Reputation: 6745
I am looking into a performance issue with serialization in a nodejs backend. I would like some suggestions about how to investigate what is happening after that the app logic in the service has returned its response.
Currently there is a bad query executed with typeorm that returns about 12000 rows. The speed of this query is not a problem, but when the result is returned from the service, it takes about 100 seconds for the api to actually return the response. The application is using nestjs with graphql as api.
I guess that there is some heavy serialization done either in apollo server or in nestjs. How do I investigate this further? And is the large size of the database query the only issue here, or could it be something else?

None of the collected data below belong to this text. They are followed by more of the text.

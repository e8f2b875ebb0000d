pub mod classify;
pub mod core;
pub mod error;
pub mod evaluation;
pub mod io;
pub mod model_selection;
pub mod tasks;
pub mod text;
pub mod vectorize;
pub mod weak;

#[cfg(any(test, feature = "test-support"))]
pub mod testing;
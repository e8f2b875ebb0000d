pub mod dummies;
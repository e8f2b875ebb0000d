pub mod dataset;
pub mod document;
pub mod labels;

pub use dataset::{AnnotatedDataset, Dataset};
pub use document::{Document, Satisfaction};
pub use labels::{Annotation, Aspect, LabelKind, LabelSource, Sentiment};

The real problem here is that this is blocking the event loop of nodejs for about 100 seconds, which freezes the whole backend.
Upvotes: 1
Views: 1826
Reputation: 6745
By console log debugging I discovered that typeorm was not the problem. The most time was not spent in typeorm, not even in the service or the resolver either. The most time was spent somewhere after the return of the resolver which lead me to think about apollo server itself.
When trying to return from the same service but using a regular rest controller instead, it only took about a second. What I ended up doing was to use JSON.stringify on the response data within the resolver and then just typed the graphql response as a string. For this particular case it was fine since the data was quite isolated from the rest of the system anyway.
The issue was probably within the part of apollo server which validates the typing of the returned data, but that is mostly a guess.
Upvotes: 2
Reputation: 21207
Are you sure that the actual query being executed is returning only 12000 rows, or is 12000 rows just the number that are eventually returned from the API?
It is very likely that you are returning many more rows to the NestJS backend which then need to be normalized into the actual result set you receive from the API. This is an easy problem to run into if you're doing a lot of joins and is related to the concept of Object-relational impedance mismatch.
In the past I had a similar problem where my result set from the API only returned a few thousand rows but over 400 thousand rows were sent back to TypeORM which then had to flatten them appropriately and caused the exact performance issue that you're running into.
I highly recommend that you check the generated SQL for the problematic query and then run it manually on the DB to see how many rows you actually get back.